Firstly, a service personnel can edit a series of operation instructions of the UI into a batch debugging instruction set consisting of a plurality of debugging instructions, for example, a user logs in the debugging instruction < logic, userName, userPasssard >, issues a live debugging instruction < livecast, livenum >, receives the live debugging instruction < livecast sink, srcnum, srchport, dstport > and the like. The batch debug instruction set may then be added to the host computer.

Then, the upper computer can send the debugging instruction to the terminal one by one. If a user login debugging command (logic, userName, userPassword) is sent, the terminal debugging agent analyzes and identifies the operation logic as a service class, then a main program login service realization logic interface can be called, the main program executes login service realization logic and returns login service execution result data to the terminal debugging agent, and further, the terminal debugging agent replies login service execution result data to the upper computer.

And then, the upper computer sends a live broadcast release debugging instruction < live cast, live num > and the terminal analyzes and identifies the operation word live cast as a service class, and then the main program can be called to release a live broadcast service realization logic interface, the main program executes and releases live broadcast service realization logic and returns live broadcast service release execution result data to the terminal debugging agent, and further, the terminal debugging agent replies and releases the live broadcast service execution result data to the upper computer.
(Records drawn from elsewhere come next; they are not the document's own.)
use std::path::PathBuf;
use thiserror::Error;

/// Fatal import failures. Problems with a single line or field never end
/// up here; they are counted and the import moves on.
#[derive(Debug, Error)]
pub enum ImportError {
    #[error("CSV source not found: {}", .0.display())]
    SourceNotFound(PathBuf),

    #[error("I/O error while reading CSV: {0}")]
    Io(#[from] std::io::Error),

    #[error("Store error: {0:#}")]
    Store(#[from] anyhow::Error),

    #[error("Batch commit failed after {committed_lines} committed lines: {reason:#}")]
    Commit {
        committed_lines: u64,
        reason: anyhow::Error,
    },
}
Furthermore, the host computer can send and receive live broadcast debugging instructions < live broadcast, srcnum, srchport, dstport >, and the terminal analyzes and recognizes the operation word live broadcast as a service class, and can call the host program to receive the live broadcast service realization logic interface, the host program executes the live broadcast receiving realization logic and returns the live broadcast service execution result data, and the terminal debugging agent can reply the live broadcast service execution result data to the host computer.
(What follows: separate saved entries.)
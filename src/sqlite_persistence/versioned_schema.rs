use anyhow::{bail, Result};
use rusqlite::{params, types::Type, Connection};

/// Offset added to schema versions before they are written to `PRAGMA user_version`,
/// so a database created by some other tool (user_version = 0) is never mistaken
/// for one of ours.
pub const BASE_DB_VERSION: usize = 70000;

#[macro_export]
macro_rules! sqlite_column {
    ($name:expr, $sql_type:expr $(, $field:ident = $value:expr)*) => {
        {
            #[allow(unused_mut)]
            let mut column = Column {
                name: $name,
                sql_type: $sql_type,
                is_primary_key: false,
                non_null: false,
                foreign_key: None,
            };
            $(
                column.$field = $value;
            )*
            column
        }
    };
}

#[derive(Debug, PartialEq, Eq)]
pub enum SqlType {
    Text,
    Integer,
}

impl SqlType {
    fn as_sql(&self) -> &'static str {
        match self {
            SqlType::Text => "TEXT",
            SqlType::Integer => "INTEGER",
        }
    }
}

#[allow(unused)]
pub enum ForeignKeyOnChange {
    NoAction,
    Restrict,
    SetNull,
    Cascade,
}

impl ForeignKeyOnChange {
    fn as_sql(&self) -> &'static str {
        match self {
            ForeignKeyOnChange::NoAction => "NO ACTION",
            ForeignKeyOnChange::Restrict => "RESTRICT",
            ForeignKeyOnChange::SetNull => "SET NULL",
            ForeignKeyOnChange::Cascade => "CASCADE",
        }
    }
}

pub struct ForeignKey {
    pub foreign_table: &'static str,
    pub foreign_column: &'static str,
    pub on_delete: ForeignKeyOnChange,
}

pub struct Column<'a, S: AsRef<str>> {
    pub name: S,
    pub sql_type: &'a SqlType,
    pub is_primary_key: bool,
    pub non_null: bool,
    pub foreign_key: Option<&'a ForeignKey>,
}

pub struct Table {
    pub name: &'static str,
    pub columns: &'static [Column<'static, &'static str>],
    pub indices: &'static [(&'static str, &'static str)],
}

impl Table {
    fn create_sql(&self) -> String {
        let columns = self
            .columns
            .iter()
            .map(|column| {
                let mut sql = format!("{} {}", column.name, column.sql_type.as_sql());
                if column.is_primary_key {
                    sql.push_str(" PRIMARY KEY");
                }
                if column.non_null {
                    sql.push_str(" NOT NULL");
                }
                if let Some(foreign_key) = column.foreign_key {
                    sql.push_str(&format!(
                        " REFERENCES {}({}) ON DELETE {}",
                        foreign_key.foreign_table,
                        foreign_key.foreign_column,
                        foreign_key.on_delete.as_sql()
                    ));
                }
                sql
            })
            .collect::<Vec<_>>()
            .join(", ");
        format!("CREATE TABLE {} ({});", self.name, columns)
    }

    pub fn create(&self, conn: &Connection) -> Result<()> {
        conn.execute(&self.create_sql(), params![])?;
        for (index_name, column_name) in self.indices {
            conn.execute(
                &format!(
                    "CREATE INDEX {} ON {}({});",
                    index_name, self.name, column_name
                ),
                params![],
            )?;
        }
        Ok(())
    }

    fn validate_columns(&self, conn: &Connection) -> Result<()> {
        let mut stmt = conn.prepare(&format!("PRAGMA table_info({});", self.name))?;
        let actual_columns = stmt
            .query_map(params![], |row| {
                let sql_type = match row.get::<_, String>(2)?.as_str() {
                    "TEXT" => &SqlType::Text,
                    "INTEGER" => &SqlType::Integer,
                    _ => {
                        return Err(rusqlite::Error::InvalidColumnType(
                            2,
                            "type".to_string(),
                            Type::Text,
                        ))
                    }
                };
                Ok(Column {
                    name: row.get::<_, String>(1)?,
                    sql_type,
                    non_null: row.get::<_, i32>(3)? == 1,
                    is_primary_key: row.get::<_, i32>(5)? == 1,
                    foreign_key: None,
                })
            })?
            .collect::<Result<Vec<Column<'_, String>>, _>>()?;

        if actual_columns.is_empty() {
            bail!("Table {} does not exist", self.name);
        }
        if actual_columns.len() != self.columns.len() {
            bail!(
                "Table {} has {} columns, expected {}. Found column names: {}, expected: {}",
                self.name,
                actual_columns.len(),
                self.columns.len(),
                actual_columns
                    .iter()
                    .map(|c| c.name.as_str())
                    .collect::<Vec<_>>()
                    .join(", "),
                self.columns
                    .iter()
                    .map(|c| c.name)
                    .collect::<Vec<_>>()
                    .join(", ")
            );
        }

        for (actual, expected) in actual_columns.iter().zip(self.columns.iter()) {
            if actual.name != expected.name {
                bail!(
                    "Table {} Column name mismatch: expected {}, got {}",
                    self.name,
                    expected.name,
                    actual.name
                );
            }
            if actual.sql_type != expected.sql_type {
                bail!(
                    "Table {} Column {} type mismatch: expected {:?}, got {:?}",
                    self.name,
                    expected.name,
                    expected.sql_type,
                    actual.sql_type
                );
            }
            if actual.non_null != expected.non_null {
                bail!(
                    "Table {} Column {} non-null mismatch: expected {}, got {}",
                    self.name,
                    expected.name,
                    expected.non_null,
                    actual.non_null
                );
            }
            if actual.is_primary_key != expected.is_primary_key {
                bail!(
                    "Table {} Column {} primary key mismatch: expected {}, got {}",
                    self.name,
                    expected.name,
                    expected.is_primary_key,
                    actual.is_primary_key
                );
            }
        }
        Ok(())
    }

    fn validate_indices(&self, conn: &Connection) -> Result<()> {
        for (index_name, _column) in self.indices {
            let index_exists: bool = conn
                .query_row(
                    "SELECT 1 FROM sqlite_master WHERE type='index' AND name=?1 AND tbl_name=?2",
                    params![index_name, self.name],
                    |_| Ok(true),
                )
                .unwrap_or(false);

            if !index_exists {
                bail!("Table {} is missing index '{}'", self.name, index_name);
            }
        }
        Ok(())
    }

    fn validate_foreign_keys(&self, conn: &Connection) -> Result<()> {
        // PRAGMA foreign_key_list returns: id, seq, table, from, to, on_update, on_delete, match
        let mut stmt = conn.prepare(&format!("PRAGMA foreign_key_list({})", self.name))?;
        let actual_fks: Vec<(String, String, String, String)> = stmt
            .query_map([], |row| {
                Ok((row.get(3)?, row.get(2)?, row.get(4)?, row.get(6)?))
            })?
            .collect::<Result<_, _>>()?;

        for column in self.columns {
            let Some(expected) = column.foreign_key else {
                continue;
            };
            let expected_on_delete = expected.on_delete.as_sql();
            let actual = actual_fks.iter().find(|(from, ..)| from == column.name);
            match actual {
                Some((_, to_table, to_column, on_delete))
                    if to_table.eq_ignore_ascii_case(expected.foreign_table)
                        && to_column == expected.foreign_column
                        && on_delete == expected_on_delete => {}
                Some((_, to_table, to_column, on_delete)) => bail!(
                    "Table {} column {} has foreign key mismatch: expected REFERENCES {}({}) ON DELETE {}, got REFERENCES {}({}) ON DELETE {}",
                    self.name,
                    column.name,
                    expected.foreign_table,
                    expected.foreign_column,
                    expected_on_delete,
                    to_table,
                    to_column,
                    on_delete
                ),
                None => bail!(
                    "Table {} column {} is missing foreign key: expected REFERENCES {}({}) ON DELETE {}",
                    self.name,
                    column.name,
                    expected.foreign_table,
                    expected.foreign_column,
                    expected_on_delete
                ),
            }
        }
        Ok(())
    }
}

pub struct VersionedSchema {
    pub version: usize,
    pub tables: &'static [Table],
}

impl VersionedSchema {
    pub fn create(&self, conn: &Connection) -> Result<()> {
        conn.execute("PRAGMA foreign_keys = ON;", params![])?;
        for table in self.tables {
            table.create(conn)?;
        }
        conn.pragma_update(None, "user_version", BASE_DB_VERSION + self.version)?;
        Ok(())
    }

    pub fn validate(&self, conn: &Connection) -> Result<()> {
        for table in self.tables {
            table.validate_columns(conn)?;
            table.validate_indices(conn)?;
            table.validate_foreign_keys(conn)?;
        }
        Ok(())
    }
}

#[cfg(test)]
mod tests {
    use super::*;

    const PARENT_FK: ForeignKey = ForeignKey {
        foreign_table: "parent",
        foreign_column: "id",
        on_delete: ForeignKeyOnChange::Cascade,
    };

    const CHILD_TABLE: Table = Table {
        name: "child",
        columns: &[
            sqlite_column!("id", &SqlType::Integer, is_primary_key = true),
            sqlite_column!("name", &SqlType::Text, non_null = true),
            sqlite_column!(
                "parent_id",
                &SqlType::Integer,
                non_null = true,
                foreign_key = Some(&PARENT_FK)
            ),
        ],
        indices: &[("idx_child_name", "name")],
    };

    fn create_parent(conn: &Connection) {
        conn.execute("CREATE TABLE parent (id INTEGER PRIMARY KEY)", [])
            .unwrap();
    }

    #[test]
    fn test_created_table_validates() {
        let conn = Connection::open_in_memory().unwrap();
        create_parent(&conn);

        let schema = VersionedSchema {
            version: 3,
            tables: &[CHILD_TABLE],
        };
        schema.create(&conn).unwrap();
        schema.validate(&conn).unwrap();

        let user_version: i64 = conn
            .query_row("PRAGMA user_version", [], |r| r.get(0))
            .unwrap();
        assert_eq!(user_version as usize, BASE_DB_VERSION + 3);
    }

    #[test]
    fn test_validate_detects_missing_table() {
        let conn = Connection::open_in_memory().unwrap();
        let schema = VersionedSchema {
            version: 0,
            tables: &[CHILD_TABLE],
        };

        let err_msg = schema.validate(&conn).unwrap_err().to_string();
        assert!(err_msg.contains("does not exist"));
    }

    #[test]
    fn test_validate_detects_missing_index() {
        let conn = Connection::open_in_memory().unwrap();
        create_parent(&conn);
        conn.execute(
            "CREATE TABLE child (id INTEGER PRIMARY KEY, name TEXT NOT NULL,
             parent_id INTEGER NOT NULL REFERENCES parent(id) ON DELETE CASCADE)",
            [],
        )
        .unwrap();

        let schema = VersionedSchema {
            version: 0,
            tables: &[CHILD_TABLE],
        };

        let err_msg = schema.validate(&conn).unwrap_err().to_string();
        assert!(err_msg.contains("missing index"));
        assert!(err_msg.contains("idx_child_name"));
    }

    #[test]
    fn test_validate_detects_nullability_mismatch() {
        let conn = Connection::open_in_memory().unwrap();
        create_parent(&conn);
        conn.execute(
            "CREATE TABLE child (id INTEGER PRIMARY KEY, name TEXT,
             parent_id INTEGER NOT NULL REFERENCES parent(id) ON DELETE CASCADE)",
            [],
        )
        .unwrap();
        conn.execute("CREATE INDEX idx_child_name ON child(name)", [])
            .unwrap();

        let schema = VersionedSchema {
            version: 0,
            tables: &[CHILD_TABLE],
        };

        let err_msg = schema.validate(&conn).unwrap_err().to_string();
        assert!(err_msg.contains("non-null mismatch"));
    }

    #[test]
    fn test_validate_detects_missing_foreign_key() {
        let conn = Connection::open_in_memory().unwrap();
        create_parent(&conn);
        conn.execute(
            "CREATE TABLE child (id INTEGER PRIMARY KEY, name TEXT NOT NULL,
             parent_id INTEGER NOT NULL)",
            [],
        )
        .unwrap();
        conn.execute("CREATE INDEX idx_child_name ON child(name)", [])
            .unwrap();

        let schema = VersionedSchema {
            version: 0,
            tables: &[CHILD_TABLE],
        };

        let err_msg = schema.validate(&conn).unwrap_err().to_string();
        assert!(err_msg.contains("missing foreign key"));
        assert!(err_msg.contains("parent_id"));
    }

    #[test]
    fn test_validate_detects_wrong_on_delete_action() {
        let conn = Connection::open_in_memory().unwrap();
        create_parent(&conn);
        conn.execute(
            "CREATE TABLE child (id INTEGER PRIMARY KEY, name TEXT NOT NULL,
             parent_id INTEGER NOT NULL REFERENCES parent(id) ON DELETE SET NULL)",
            [],
        )
        .unwrap();
        conn.execute("CREATE INDEX idx_child_name ON child(name)", [])
            .unwrap();

        let schema = VersionedSchema {
            version: 0,
            tables: &[CHILD_TABLE],
        };

        let err_msg = schema.validate(&conn).unwrap_err().to_string();
        assert!(err_msg.contains("foreign key mismatch"));
        assert!(err_msg.contains("CASCADE"));
        assert!(err_msg.contains("SET NULL"));
    }
}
In this embodiment, the interactive sequence for acquiring the complete debug information when a certain service function abnormality occurs in the terminal may be as shown in fig. 10.
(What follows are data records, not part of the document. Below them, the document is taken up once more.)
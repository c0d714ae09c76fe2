//! Test fixtures: temporary catalogs, CSV files and a store that fails on
//! demand.

use super::constants::*;
use anyhow::{bail, Result};
use catalog_loader::catalog_store::*;
use std::fs;
use std::path::PathBuf;
use std::sync::atomic::{AtomicU64, Ordering};
use tempfile::TempDir;

// ============================================================================
// CSV rows
// ============================================================================

/// One CSV data line. Fields default to a valid AC/DC rock track.
#[derive(Clone, Debug)]
pub struct CsvRow {
    pub playlist: String,
    pub track: String,
    pub composer: String,
    pub milliseconds: String,
    pub bytes: String,
    pub unit_price: String,
    pub album: String,
    pub artist: String,
    pub genre: String,
    pub media_type: String,
}

pub fn row(playlist: &str, track: &str) -> CsvRow {
    CsvRow {
        playlist: playlist.to_string(),
        track: track.to_string(),
        composer: "Angus Young".to_string(),
        milliseconds: "60000".to_string(),
        bytes: "1000".to_string(),
        unit_price: "0.99".to_string(),
        album: ALBUM_BACK_IN_BLACK.to_string(),
        artist: ARTIST_ACDC.to_string(),
        genre: GENRE_ROCK.to_string(),
        media_type: MEDIA_MP3.to_string(),
    }
}

impl CsvRow {
    pub fn composer(mut self, composer: &str) -> Self {
        self.composer = composer.to_string();
        self
    }

    pub fn milliseconds(mut self, milliseconds: &str) -> Self {
        self.milliseconds = milliseconds.to_string();
        self
    }

    pub fn bytes(mut self, bytes: &str) -> Self {
        self.bytes = bytes.to_string();
        self
    }

    pub fn price(mut self, unit_price: &str) -> Self {
        self.unit_price = unit_price.to_string();
        self
    }

    pub fn album(mut self, album: &str, artist: &str) -> Self {
        self.album = album.to_string();
        self.artist = artist.to_string();
        self
    }

    pub fn genre(mut self, genre: &str) -> Self {
        self.genre = genre.to_string();
        self
    }

    pub fn to_line(&self) -> String {
        [
            self.playlist.as_str(),
            self.track.as_str(),
            self.composer.as_str(),
            self.milliseconds.as_str(),
            self.bytes.as_str(),
            self.unit_price.as_str(),
            self.album.as_str(),
            self.artist.as_str(),
            self.genre.as_str(),
            self.media_type.as_str(),
        ]
        .join(",")
    }
}

// ============================================================================
// Temporary catalog
// ============================================================================

/// A temporary directory holding a catalog database file and CSV inputs.
pub struct TestCatalog {
    pub dir: TempDir,
    pub db_path: PathBuf,
}

impl TestCatalog {
    pub fn new() -> Self {
        let dir = TempDir::new().unwrap();
        let db_path = dir.path().join("catalog.db");
        TestCatalog { dir, db_path }
    }

    /// Open (or reopen) the catalog database file.
    pub fn open_store(&self) -> SqliteCatalogStore {
        SqliteCatalogStore::open(&self.db_path).unwrap()
    }

    /// Write a CSV with the standard header followed by `rows`.
    pub fn csv(&self, name: &str, rows: &[CsvRow]) -> PathBuf {
        let lines: Vec<String> = rows.iter().map(CsvRow::to_line).collect();
        write_csv(self, name, &lines)
    }
}

pub fn write_csv(catalog: &TestCatalog, name: &str, lines: &[String]) -> PathBuf {
    write_csv_with_header(catalog, name, Some(CSV_HEADER), lines)
}

pub fn write_csv_with_header(
    catalog: &TestCatalog,
    name: &str,
    header: Option<&str>,
    lines: &[String],
) -> PathBuf {
    let path = catalog.dir.path().join(name);
    let mut content = String::new();
    if let Some(header) = header {
        content.push_str(header);
        content.push('\n');
    }
    for line in lines {
        content.push_str(line);
        content.push('\n');
    }
    fs::write(&path, content).unwrap();
    path
}

// ============================================================================
// Failing store
// ============================================================================

/// Delegates to a real store but fails the `fail_on_commit`-th commit
/// (1-based) without committing.
pub struct FailingCommitStore {
    pub inner: SqliteCatalogStore,
    fail_on_commit: u64,
    commits: AtomicU64,
}

impl FailingCommitStore {
    pub fn new(inner: SqliteCatalogStore, fail_on_commit: u64) -> Self {
        FailingCommitStore {
            inner,
            fail_on_commit,
            commits: AtomicU64::new(0),
        }
    }

    pub fn commit_attempts(&self) -> u64 {
        self.commits.load(Ordering::SeqCst)
    }
}

impl CatalogStore for FailingCommitStore {
    fn begin(&self) -> Result<()> {
        self.inner.begin()
    }

    fn commit(&self) -> Result<()> {
        let attempt = self.commits.fetch_add(1, Ordering::SeqCst) + 1;
        if attempt == self.fail_on_commit {
            bail!("simulated failure on commit #{}", attempt);
        }
        self.inner.commit()
    }

    fn rollback(&self) -> Result<()> {
        self.inner.rollback()
    }

    fn in_transaction(&self) -> bool {
        self.inner.in_transaction()
    }

    fn insert_artist(&self, name: &str) -> Result<Artist> {
        self.inner.insert_artist(name)
    }

    fn insert_album(&self, title: &str, artist_id: i64) -> Result<Album> {
        self.inner.insert_album(title, artist_id)
    }

    fn insert_genre(&self, name: &str) -> Result<Genre> {
        self.inner.insert_genre(name)
    }

    fn insert_media_type(&self, name: &str) -> Result<MediaType> {
        self.inner.insert_media_type(name)
    }

    fn insert_playlist(&self, name: &str) -> Result<Playlist> {
        self.inner.insert_playlist(name)
    }

    fn insert_track(&self, track: &NewTrack) -> Result<Track> {
        self.inner.insert_track(track)
    }

    fn insert_playlist_track(&self, playlist_id: i64, track_id: i64) -> Result<PlaylistTrack> {
        self.inner.insert_playlist_track(playlist_id, track_id)
    }

    fn rename_artist(&self, id: i64, name: &str) -> Result<()> {
        self.inner.rename_artist(id, name)
    }

    fn rename_playlist(&self, id: i64, name: &str) -> Result<()> {
        self.inner.rename_playlist(id, name)
    }

    fn delete_playlist(&self, id: i64) -> Result<()> {
        self.inner.delete_playlist(id)
    }

    fn delete_playlist_track(&self, id: i64) -> Result<()> {
        self.inner.delete_playlist_track(id)
    }

    fn list_artists(&self) -> Result<Vec<Artist>> {
        self.inner.list_artists()
    }

    fn list_albums(&self) -> Result<Vec<Album>> {
        self.inner.list_albums()
    }

    fn list_genres(&self) -> Result<Vec<Genre>> {
        self.inner.list_genres()
    }

    fn list_media_types(&self) -> Result<Vec<MediaType>> {
        self.inner.list_media_types()
    }

    fn list_playlists(&self) -> Result<Vec<Playlist>> {
        self.inner.list_playlists()
    }

    fn list_tracks_with_album_title(&self) -> Result<Vec<TrackWithAlbumTitle>> {
        self.inner.list_tracks_with_album_title()
    }

    fn list_playlist_track_names(&self) -> Result<Vec<PlaylistTrackNames>> {
        self.inner.list_playlist_track_names()
    }

    fn get_album(&self, id: i64) -> Result<Option<Album>> {
        self.inner.get_album(id)
    }

    fn get_track(&self, id: i64) -> Result<Option<Track>> {
        self.inner.get_track(id)
    }

    fn find_artist_by_name(&self, name: &str) -> Result<Option<Artist>> {
        self.inner.find_artist_by_name(name)
    }

    fn find_playlist_by_name(&self, name: &str) -> Result<Option<Playlist>> {
        self.inner.find_playlist_by_name(name)
    }

    fn find_track_by_name_and_album(&self, name: &str, album_id: i64) -> Result<Option<Track>> {
        self.inner.find_track_by_name_and_album(name, album_id)
    }

    fn get_playlist_tracks(&self, playlist_id: i64) -> Result<Vec<Track>> {
        self.inner.get_playlist_tracks(playlist_id)
    }

    fn get_counts(&self) -> Result<CatalogCounts> {
        self.inner.get_counts()
    }

    fn top_cost_per_minute(&self, limit: usize) -> Result<Vec<PlaylistCostPerMinute>> {
        self.inner.top_cost_per_minute(limit)
    }

    fn find_genre_ignore_case(&self, name: &str) -> Result<Option<Genre>> {
        self.inner.find_genre_ignore_case(name)
    }

    fn count_playlists_only_in_genre(&self, genre_id: i64) -> Result<u64> {
        self.inner.count_playlists_only_in_genre(genre_id)
    }
}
First, a developer may edit a batch debug instruction set with a related debug instruction for acquiring an abnormal service state, for example, acquire a live data state debug instruction of < getLivecast >, and acquire a system running state debug instruction of < getSystem >, etc. And adding the edited instruction set to the upper computer.

And secondly, the upper computer can send debugging instructions to the terminal debugging agent one by one. If the service data state is acquired, the < getLivecast > can be sent to the terminal debugging agent, the terminal debugging agent analyzes and identifies the operation word getLivecast as a service class, the main program can be called to acquire the live broadcast data state acquisition logic interface, and the main program executes the live broadcast data state acquisition logic and returns live broadcast data state data to the terminal debugging agent. Furthermore, the terminal debugging agent can reply and issue the live broadcast data state data to the upper computer.

When the system running state is acquired, the upper computer can send the < getSystem > to the terminal debugging agent. The terminal debugging agent analyzes and identifies the getSystem as a system class, and can call a system API interface such as CPU utilization rate, memory utilization rate, network operation information and the like, directly acquire system operation state data such as the CPU utilization rate, the memory utilization rate, the network operation information and the like, and reply the system operation state data such as the CPU utilization rate, the memory utilization rate, the network operation information and the like to the upper computer.

The mode of the simulated operation instruction provided by the embodiment of the application can enable the terminal side business realization logic to be independent of the UI for debugging and verification when the business function is developed, further enable the development of the business function to be parallel to the UI side and the terminal side for development and verification, and shorten the whole development period. Meanwhile, batch debugging instructions can be supported, and the debugging efficiency is improved.

According to the debugging method provided by the embodiment of the application, the debugging instruction of the simulated operation instruction sent by at least one upper computer is obtained by calling the debugging agent thread in the main program, the debugging instruction is analyzed to obtain the debugging parameters, and the debugging operation is executed on the corresponding service function based on the debugging parameters. According to the embodiment of the application, the terminal side service function is debugged through the simulation operation instruction (such as the UI operation instruction and the like), so that the terminal side service realization logic can be independent of the UI for debugging and verification, further, the development of the service function can be performed in parallel on the UI side and the terminal side for development and verification, and the whole development period is shortened. Meanwhile, as the service realization logic of the terminal side is verified in advance, the number of BUGs in joint debugging of the UI side and the terminal side can be greatly reduced, and the joint debugging efficiency is improved. Meanwhile, when a function abnormality occurs in a certain service function, the service data state and the system running state of the terminal can be acquired in real time, so that research personnel can quickly locate and solve the problem.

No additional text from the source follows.